The first two books she brought him were the much-mentioned The Dynamics of an Asteroid —two hundred and nine pages of impenetrable equations with very few words, just as advertised—and then a thinner book, the 68-page A Treatise on the Binomial Theorem . The latter had been published way back in 1871, the same year, according to a brief note in the back, that James Nolan Moriarty received his twin degrees, in mathematics and applied physics, from University College, Dublin. The book had been released by a small Dublin publishing house which James had never heard of and was dedicated to Carl Gottfried Neumann, a professor at the University of Leipzig.
James had never heard of Professor Neumann, but Miss Miller assured him that he was an important figure, mentioned frequently in German and other foreign journals of mathematics, and even brought him Neumann’s book Das Dirichtlet’sche Prinzip in seiner Anwendung auf die Reimann’schen Flächen to prove it.
James might have paused to wonder why a student at Trinity College in Dublin was so advanced that he dedicated his first book of mathematical theory to a professor in Leipzig, but instead he explained to Miss Miller that he was primarily interested in biographical information about Professor Moriarty—and any photographs of the professor, if those were handy.
He could see the curiosity in her eyes, but Miss Miller was far too much the professional to inquire Are you thinking of writing a book about the man who killed Sherlock Holmes?
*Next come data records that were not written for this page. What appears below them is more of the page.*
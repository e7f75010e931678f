//! Builds the extruded province map and its light pillars into a scene.

mod pillar;

pub use pillar::Pillar;

use crate::config::{MapStyle, PillarStyle};
use crate::geo::{DataPoint, PolygonRings, Projection, Province};
use crate::geometry::{extrude, Shape};
use crate::scene::{Line, Material, Mesh, Node, NodeId, Scene};
use glam::{DVec2, DVec3};
use rayon::prelude::*;
use serde_json::Value;
use tracing::{debug, info};

pub const MAP_GROUP: &str = "map_group";
pub const PROVINCE_GROUP: &str = "province_group";
pub const PROVINCE_LINE: &str = "province_line";
pub const PROVINCE_MESH: &str = "province_mesh";
pub const PILLAR_GROUP: &str = "pillar_group";
pub const LIGHT_PILLAR: &str = "light_pillar";
pub const PILLAR_HALO: &str = "pillar_halo";
pub const GLOW_RING: &str = "glow_ring";
pub const PILLAR_MARKER: &str = "pillar_marker";

/// User-data key holding the GeoJSON feature properties
pub const PROPERTIES_KEY: &str = "properties";

/// Floating text that follows a node
#[derive(Debug, Clone, PartialEq)]
pub struct Label {
    pub text: String,
    pub node: NodeId,
}

/// Handles to what [`GeoMap::create`] put in the scene
#[derive(Debug, Clone, Default)]
pub struct BuiltMap {
    pub root: Option<NodeId>,
    pub provinces: Vec<NodeId>,
    pub pillars: Vec<Pillar>,
    pub labels: Vec<Label>,
}

/// Province outline ready to insert: boundary lines plus extruded mesh
struct ProvincePart {
    lines: Vec<Line>,
    mesh: Mesh,
}

pub struct GeoMap<'a> {
    style: &'a MapStyle,
    pillar_style: &'a PillarStyle,
    projection: Projection,
}

impl<'a> GeoMap<'a> {
    pub fn new(style: &'a MapStyle, pillar_style: &'a PillarStyle, projection: Projection) -> Self {
        Self {
            style,
            pillar_style,
            projection,
        }
    }

    pub fn projection(&self) -> &Projection {
        &self.projection
    }

    /// Build the map under `parent`. With no provinces nothing is added.
    ///
    /// Every polygon gets its own `province_group` carrying the feature
    /// properties, a `province_line` at the top face and a `province_mesh`.
    pub fn create(
        &self,
        scene: &mut Scene,
        parent: NodeId,
        provinces: &[Province],
        series: &[DataPoint],
    ) -> BuiltMap {
        if provinces.is_empty() {
            return BuiltMap::default();
        }

        let root = scene.add_group(parent, MAP_GROUP);

        let parts: Vec<Vec<ProvincePart>> = provinces
            .par_iter()
            .map(|province| {
                province
                    .polygons
                    .iter()
                    .filter_map(|polygon| self.build_polygon(polygon))
                    .collect()
            })
            .collect();

        let mut groups = Vec::new();
        for (province, parts) in provinces.iter().zip(parts) {
            if parts.is_empty() {
                debug!(name = %province.name, "province has no drawable polygon");
            }
            for part in parts {
                let group = scene.add(
                    root,
                    Node::group(PROVINCE_GROUP)
                        .with_user_data(PROPERTIES_KEY, Value::Object(province.properties.clone())),
                );
                for line in part.lines {
                    scene.add(group, Node::line(PROVINCE_LINE, line));
                }
                scene.add(group, Node::mesh(PROVINCE_MESH, part.mesh));
                groups.push(group);
            }
        }

        let (pillars, labels) = self.create_bars(scene, root, series);
        info!(
            provinces = provinces.len(),
            groups = groups.len(),
            pillars = pillars.len(),
            "map built"
        );

        BuiltMap {
            root: Some(root),
            provinces: groups,
            pillars,
            labels,
        }
    }

    /// Project a ring onto the map plane, skipping points that fail to project
    fn project_ring(&self, ring: &[(f64, f64)]) -> Vec<DVec2> {
        ring.iter()
            .filter_map(|&(lon, lat)| self.projection.to_plane(lon, lat))
            .collect()
    }

    fn build_polygon(&self, polygon: &PolygonRings) -> Option<ProvincePart> {
        let outer = self.project_ring(&polygon.exterior);
        if outer.len() < 3 {
            return None;
        }
        let holes: Vec<Vec<DVec2>> = polygon
            .holes
            .iter()
            .map(|h| self.project_ring(h))
            .filter(|h| h.len() >= 3)
            .collect();

        let deep = self.style.deep;
        let line_material = Material::basic(self.style.line_color);
        let lines = std::iter::once(&outer)
            .chain(holes.iter())
            .map(|ring| Line {
                points: ring.iter().map(|p| p.extend(deep)).collect(),
                material: line_material.clone(),
            })
            .collect();

        let shape = Shape { outer, holes };
        let geometry = extrude(&shape, deep);
        if geometry.is_empty() {
            return None;
        }
        let materials = vec![
            Material::basic(self.style.plane_color).with_opacity(0.9),
            Material::basic(self.style.side_color).with_opacity(0.5),
        ];

        Some(ProvincePart {
            lines,
            mesh: Mesh::new(geometry, materials),
        })
    }
}

#[cfg(test)]
mod tests {
    use super::*;
    use crate::geo::data::{builtin_provinces, default_series};
    use crate::scene::NodeKind;

    fn build(provinces: &[Province], series: &[DataPoint]) -> (Scene, BuiltMap) {
        let style = MapStyle::default();
        let pillars = PillarStyle::default();
        let geo_map = GeoMap::new(&style, &pillars, Projection::mercator());
        let mut scene = Scene::new();
        let root = scene.root();
        let built = geo_map.create(&mut scene, root, provinces, series);
        (scene, built)
    }

    #[test]
    fn test_empty_input_builds_nothing() {
        let (scene, built) = build(&[], &default_series());
        assert!(built.root.is_none());
        assert_eq!(scene.len(), 1);
    }

    #[test]
    fn test_province_groups_in_input_order() {
        let provinces = builtin_provinces();
        let (scene, built) = build(&provinces, &[]);
        assert_eq!(built.provinces.len(), provinces.len());

        for (group, province) in built.provinces.iter().zip(&provinces) {
            let node = scene.get(*group).unwrap();
            assert_eq!(node.name, PROVINCE_GROUP);
            let props = node.user_data[PROPERTIES_KEY].as_object().unwrap();
            assert_eq!(props["name"], province.name.as_str());

            let line = scene.find_child_by_name(*group, PROVINCE_LINE).unwrap();
            let mesh = scene.find_child_by_name(*group, PROVINCE_MESH).unwrap();
            match &scene.get(line).unwrap().kind {
                NodeKind::Line(line) => assert!(line.points.iter().all(|p| p.z == 8.0)),
                other => panic!("expected line, got {other:?}"),
            }
            match &scene.get(mesh).unwrap().kind {
                NodeKind::Mesh(mesh) => {
                    assert_eq!(mesh.materials.len(), 2);
                    assert_eq!(mesh.materials[0].opacity, 0.9);
                    assert_eq!(mesh.materials[1].opacity, 0.5);
                    assert!((mesh.bounds().max.z - 8.0).abs() < 1e-9);
                }
                other => panic!("expected mesh, got {other:?}"),
            }
        }
    }

    #[test]
    fn test_multipolygon_gets_group_per_polygon() {
        let mut province = builtin_provinces().remove(0);
        let mut island = province.polygons[0].clone();
        for p in &mut island.exterior {
            p.0 += 30.0;
        }
        province.polygons.push(island);
        let (_, built) = build(&[province], &[]);
        assert_eq!(built.provinces.len(), 2);
    }

    #[test]
    fn test_unprojectable_polygon_is_skipped() {
        let mut province = builtin_provinces().remove(0);
        province.polygons[0].exterior = vec![(100.0, 90.0), (101.0, 90.0), (f64::NAN, 1.0)];
        let (_, built) = build(&[province], &[]);
        assert!(built.provinces.is_empty());
        assert!(built.root.is_some());
    }
}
She hurried off to find more references in various science sections of the maze of stacks, shelves, and locked rooms that was the Library of Congress.
In less than an hour, James had every reference the Library had on the man Sherlock Holmes, in print, had called the Napoleon of Crime and, in person, had insisted was a figment of his imagination.
Even dates and places of birth did not agree. One Who’s Who in European Mathematics from 1884 stated that Professor James Moriarty—no middle name given—author of the Treatise on the Binomial Theorem , had been born in Dublin in 1846. A reference book for the University College, Dublin, which showed a Professor James N. Moriarty as being a professor of mathematics there from 1872 until 1878, gave the man’s year of birth as 1849 and the place of birth as Greystones, which Miss Miller helped James look up in an atlas of Ireland and which turned out to be a small village between Dublin and Wicklow.
So if Moriarty were alive today, if he hadn’t died in 1891 at Reichenbach Falls, how old would he be—47 or 44?
The next shock for James was when he found the copyright date of The Dynamics of an Asteroid , published by an imprint he’d never heard of in London—1890. Even if Moriarty had been born at the later date given, he would have been 41 years old in the year the book was published. Old, from the little that Henry James understood, for a mathematician’s first major publication. Some don at Oxford had once told James, in passing, that mathematicians such as Charles Dodgson, known to the world as Lewis Carroll, usually published their best work when they were younger than thirty.
Thumbing through the literal hieroglyphics—to James—of the mathematical equations of The Dynamics of an Asteroid , he found himself muttering aloud, “If I only had the vaguest idea of what this volume is about . . .”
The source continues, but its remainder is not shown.